Data shown:

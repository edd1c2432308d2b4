//! Microphone capture.
//!
//! [`CpalCapture`] opens the input device at its native rate and hands mono
//! frames to a sink. [`CaptureHandle`] owns an acquired input for the life
//! of a session: it regroups frames into fixed-size blocks, converts each
//! block to 16 kHz PCM16, encodes it and pushes it to the transport without
//! ever waiting on the network.
//!
//! The stream is started before the transport exists, so a microphone that
//! refuses to open fails the session before anything is connected. Blocks
//! produced before [`CaptureHandle::attach`] are dropped.

use crate::audio::codec::{self, BlockAccumulator};
use crate::audio::device::{AudioInput, FrameSink};
use crate::config::AudioConfig;
use crate::error::{Result, SessionError};
use crate::pipeline::messages::PcmChunk;
use crate::transport::AudioSender;
use cpal::StreamConfig;
use cpal::traits::{DeviceTrait, HostTrait, StreamTrait};
use std::sync::{Arc, Mutex, PoisonError};
use std::sync::atomic::{AtomicU64, Ordering};
use tracing::{debug, error, info};

/// Audio capture from the system microphone via cpal.
pub struct CpalCapture {
    device: cpal::Device,
    stream_config: StreamConfig,
    stream: Option<cpal::Stream>,
}

impl CpalCapture {
    /// Acquire the configured (or default) input device.
    ///
    /// Uses the device's default configuration for maximum compatibility;
    /// rate conversion happens in software.
    ///
    /// # Errors
    ///
    /// Returns [`SessionError::Acquisition`] if no input device is available.
    pub fn new(config: &AudioConfig) -> Result<Self> {
        let host = cpal::default_host();

        let device = if let Some(ref name) = config.input_device {
            host.input_devices()
                .map_err(|e| SessionError::Acquisition(format!("cannot enumerate devices: {e}")))?
                .find(|d| {
                    d.description()
                        .ok()
                        .map(|desc| desc.name() == name)
                        .unwrap_or(false)
                })
                .ok_or_else(|| {
                    SessionError::Acquisition(format!("input device '{name}' not found"))
                })?
        } else {
            host.default_input_device()
                .ok_or_else(|| SessionError::Acquisition("no default input device".into()))?
        };

        let device_name = device
            .description()
            .map(|d| d.name().to_owned())
            .unwrap_or_else(|_| "<unknown>".into());
        info!("using input device: {device_name}");

        let default_config = device
            .default_input_config()
            .map_err(|e| SessionError::Acquisition(format!("no default input config: {e}")))?;

        let stream_config = StreamConfig {
            channels: default_config.channels(),
            sample_rate: default_config.sample_rate(),
            buffer_size: cpal::BufferSize::Default,
        };

        info!(
            "native input config: {}Hz, {} channels",
            stream_config.sample_rate, stream_config.channels
        );

        Ok(Self {
            device,
            stream_config,
            stream: None,
        })
    }

    /// List available input devices.
    ///
    /// # Errors
    ///
    /// Returns an error if devices cannot be enumerated.
    pub fn list_input_devices() -> Result<Vec<String>> {
        let host = cpal::default_host();
        let devices = host
            .input_devices()
            .map_err(|e| SessionError::Acquisition(format!("cannot enumerate devices: {e}")))?;

        Ok(devices
            .filter_map(|d| d.description().ok().map(|desc| desc.name().to_owned()))
            .collect())
    }
}

impl AudioInput for CpalCapture {
    fn sample_rate(&self) -> u32 {
        self.stream_config.sample_rate
    }

    fn start(&mut self, mut sink: FrameSink) -> Result<()> {
        if self.stream.is_some() {
            return Ok(());
        }
        let channels = self.stream_config.channels;

        let stream = self
            .device
            .build_input_stream(
                &self.stream_config,
                move |data: &[f32], _info: &cpal::InputCallbackInfo| {
                    if channels > 1 {
                        sink(codec::to_mono(data, channels).as_slice());
                    } else {
                        sink(data);
                    }
                },
                move |err| {
                    error!("audio input stream error: {err}");
                },
                None,
            )
            .map_err(|e| SessionError::Acquisition(format!("failed to build input stream: {e}")))?;

        stream
            .play()
            .map_err(|e| SessionError::Acquisition(format!("failed to start input stream: {e}")))?;

        self.stream = Some(stream);
        Ok(())
    }

    fn stop(&mut self) {
        if let Some(stream) = self.stream.take() {
            let _ = stream.pause();
            drop(stream);
            info!("audio capture stopped");
        }
    }
}

/// A session's microphone, from acquisition to release.
///
/// Releasing takes the input out of the handle before stopping it, so a
/// second [`stop`](Self::stop) (or the one in `Drop`) finds nothing to do.
pub struct CaptureHandle {
    input: Option<Box<dyn AudioInput>>,
    outbound: Arc<Mutex<Option<AudioSender>>>,
    dropped: Arc<AtomicU64>,
    sent: Arc<AtomicU64>,
}

impl CaptureHandle {
    /// Take ownership of an acquired input. Nothing is captured until
    /// [`start`](Self::start).
    pub fn new(input: Box<dyn AudioInput>) -> Self {
        Self {
            input: Some(input),
            outbound: Arc::new(Mutex::new(None)),
            dropped: Arc::new(AtomicU64::new(0)),
            sent: Arc::new(AtomicU64::new(0)),
        }
    }

    /// Start the microphone stream.
    ///
    /// One chunk is produced per `config.capture_block_size` frames. Chunks
    /// go to the sender given to [`attach`](Self::attach); until then, and
    /// whenever the transport cannot take one right away, they are dropped.
    ///
    /// # Errors
    ///
    /// Returns [`SessionError::Acquisition`] if the stream cannot start, or
    /// if the handle was already released.
    pub fn start(&mut self, config: &AudioConfig) -> Result<()> {
        let input = self
            .input
            .as_mut()
            .ok_or_else(|| SessionError::Acquisition("capture already released".into()))?;

        let source_rate = input.sample_rate();
        let target_rate = config.input_sample_rate;
        let mut blocks = BlockAccumulator::new(config.capture_block_size);
        let outbound = Arc::clone(&self.outbound);
        let dropped = Arc::clone(&self.dropped);
        let sent = Arc::clone(&self.sent);

        input.start(Box::new(move |frame: &[f32]| {
            blocks.push(frame, |block| {
                let pcm = codec::resample_to_pcm16(block, source_rate, target_rate);
                let chunk = PcmChunk::from_samples(&pcm, target_rate);
                // Never wait on the audio thread: a contended slot drops the chunk.
                let delivered = match outbound.try_lock() {
                    Ok(slot) => slot.as_ref().is_some_and(|tx| tx.send(chunk)),
                    Err(_) => false,
                };
                if delivered {
                    sent.fetch_add(1, Ordering::Relaxed);
                } else {
                    dropped.fetch_add(1, Ordering::Relaxed);
                    debug!("outbound audio path unavailable, dropping chunk");
                }
            });
        }))?;

        info!(
            "audio capture started: native {}Hz -> target {}Hz, {} frame blocks",
            source_rate, target_rate, config.capture_block_size
        );
        Ok(())
    }

    /// Route captured chunks to the transport from now on.
    pub fn attach(&self, outbound: AudioSender) {
        *self.outbound.lock().unwrap_or_else(PoisonError::into_inner) = Some(outbound);
        debug!("capture attached to transport");
    }

    /// Chunks dropped because the transport could not accept them.
    pub fn dropped_chunks(&self) -> u64 {
        self.dropped.load(Ordering::Relaxed)
    }

    /// Chunks handed to the transport.
    pub fn sent_chunks(&self) -> u64 {
        self.sent.load(Ordering::Relaxed)
    }

    /// Stop capturing and release the microphone. Idempotent.
    pub fn stop(&mut self) {
        if let Some(mut input) = self.input.take() {
            input.stop();
            info!(
                sent = self.sent_chunks(),
                dropped = self.dropped_chunks(),
                "microphone released"
            );
        }
    }

    /// Whether the microphone is still held.
    pub fn is_held(&self) -> bool {
        self.input.is_some()
    }
}

impl Drop for CaptureHandle {
    fn drop(&mut self) {
        self.stop();
    }
}
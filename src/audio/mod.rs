//! Audio capture, playback, and PCM conversion via cpal.

pub mod capture;
pub mod codec;
pub mod device;
pub mod playback;
//! Device seams between the session core and the audio hardware.
//!
//! [`CpalDevices`] is the real implementation. Tests plug in fakes with a
//! manual clock so scheduling can be checked without a sound card.

use crate::config::AudioConfig;
use crate::error::Result;
use tokio::sync::mpsc;

/// Callback receiving mono frames at the input device's native rate.
///
/// Runs on the audio thread; it must not block.
pub type FrameSink = Box<dyn FnMut(&[f32]) + Send + 'static>;

/// Identity of one scheduled playback unit.
#[derive(Debug, Clone, Copy, PartialEq, Eq, Hash, PartialOrd, Ord)]
pub struct UnitId(pub u64);

/// Notifications from the output device back to the session loop.
#[derive(Debug, Clone, Copy, PartialEq, Eq)]
pub enum PlaybackEvent {
    /// A scheduled unit played to its end.
    Finished(UnitId),
}

/// An acquired microphone stream.
pub trait AudioInput: Send {
    /// Native sample rate of the frames handed to the sink.
    fn sample_rate(&self) -> u32;

    /// Begin delivering frames to `sink`.
    ///
    /// # Errors
    ///
    /// Returns [`crate::SessionError::Acquisition`] if the stream cannot start.
    fn start(&mut self, sink: FrameSink) -> Result<()>;

    /// Stop delivering frames and release the device.
    fn stop(&mut self);
}

/// An opened output device with its own audio clock.
pub trait AudioOutput: Send {
    /// Current audio clock position in seconds since the device opened.
    fn now(&self) -> f64;

    /// Sample rate of buffers passed to [`schedule`](Self::schedule).
    fn sample_rate(&self) -> u32;

    /// Schedule `samples` to start playing at clock time `start_at`.
    ///
    /// A [`PlaybackEvent::Finished`] is emitted once the unit has played out.
    ///
    /// # Errors
    ///
    /// Returns an error if the device can no longer accept audio.
    fn schedule(&mut self, id: UnitId, samples: Vec<f32>, start_at: f64) -> Result<()>;

    /// Silence a unit immediately. Unknown or finished ids are ignored.
    fn stop(&mut self, id: UnitId);

    /// Release the device.
    fn close(&mut self);
}

/// Factory for the session's audio devices.
pub trait AudioDevices: Send + Sync {
    /// Acquire the microphone.
    ///
    /// # Errors
    ///
    /// Returns [`crate::SessionError::Acquisition`] when permission is denied
    /// or no usable input device exists.
    fn open_input(&self, config: &AudioConfig) -> Result<Box<dyn AudioInput>>;

    /// Open the output device. Completion notices go to `events`.
    ///
    /// # Errors
    ///
    /// Returns [`crate::SessionError::Acquisition`] when no usable output
    /// device exists.
    fn open_output(
        &self,
        config: &AudioConfig,
        events: mpsc::UnboundedSender<PlaybackEvent>,
    ) -> Result<Box<dyn AudioOutput>>;
}

/// System audio devices via cpal.
#[derive(Debug, Clone, Copy, Default)]
pub struct CpalDevices;

impl AudioDevices for CpalDevices {
    fn open_input(&self, config: &AudioConfig) -> Result<Box<dyn AudioInput>> {
        Ok(Box::new(crate::audio::capture::CpalCapture::new(config)?))
    }

    fn open_output(
        &self,
        config: &AudioConfig,
        events: mpsc::UnboundedSender<PlaybackEvent>,
    ) -> Result<Box<dyn AudioOutput>> {
        Ok(Box::new(crate::audio::playback::CpalPlayback::new(
            config, events,
        )?))
    }
}
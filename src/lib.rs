//! Care Voice: live duplex voice sessions with a remote conversational agent.
//!
//! The crate captures microphone audio, streams it to the agent, plays the
//! agent's synthesized speech back gaplessly and routes agent tool calls
//! into the host application:
//! Microphone → Resample/Encode → Transport ⇄ Agent → Playback Scheduler → Speaker
//!
//! # Architecture
//!
//! - **Audio capture**: records from the microphone via `cpal`, regrouped
//!   into fixed blocks and converted to 16 kHz PCM16
//! - **Transport**: the Gemini Live WebSocket session (`tokio-tungstenite`)
//! - **Playback**: schedules 24 kHz agent audio on the output clock and
//!   flushes it on barge-in
//! - **Tool bridge**: dispatches tool calls to a live-bound host handler
//! - **Lifecycle**: [`VoiceSession`] ties it together as one state machine
//!   (`Idle → Listening ⇄ Speaking / Processing → Idle`)

pub mod audio;
pub mod config;
pub mod error;
pub mod pipeline;
pub mod runtime;
pub mod tools;
pub mod transport;

pub use config::SessionConfig;
pub use error::{Result, SessionError};
pub use pipeline::{SessionInfo, StartRequest, VoiceSession};
pub use runtime::{EndReason, RuntimeEvent, Status};
pub use tools::{ActionCall, ActionHandler, CapabilitySet, HandlerCell};
//! Integration test binary -- all integration tests consolidated into a single
//! binary.
//!
//! See the matklad pattern: <https://matklad.github.io/2021/02/27/delete-cargo-integration-tests.html>

// Allow unwrap/expect in test code
#![allow(clippy::unwrap_used, clippy::expect_used, clippy::panic)]


mod config_driven_session;
mod session_lifecycle;
mod tool_round_trip;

Required work:
Transcribe, exactly and without additions, the lines of the records above, beginning with the line that contains "source_rate, target_rate, config.capture_block_size" and ending with the line that contains "pub fn attach(&self, outbound: AudioSender)", both included.

Expected answer:
            source_rate, target_rate, config.capture_block_size
        );
        Ok(())
    }

    /// Route captured chunks to the transport from now on.
    pub fn attach(&self, outbound: AudioSender) {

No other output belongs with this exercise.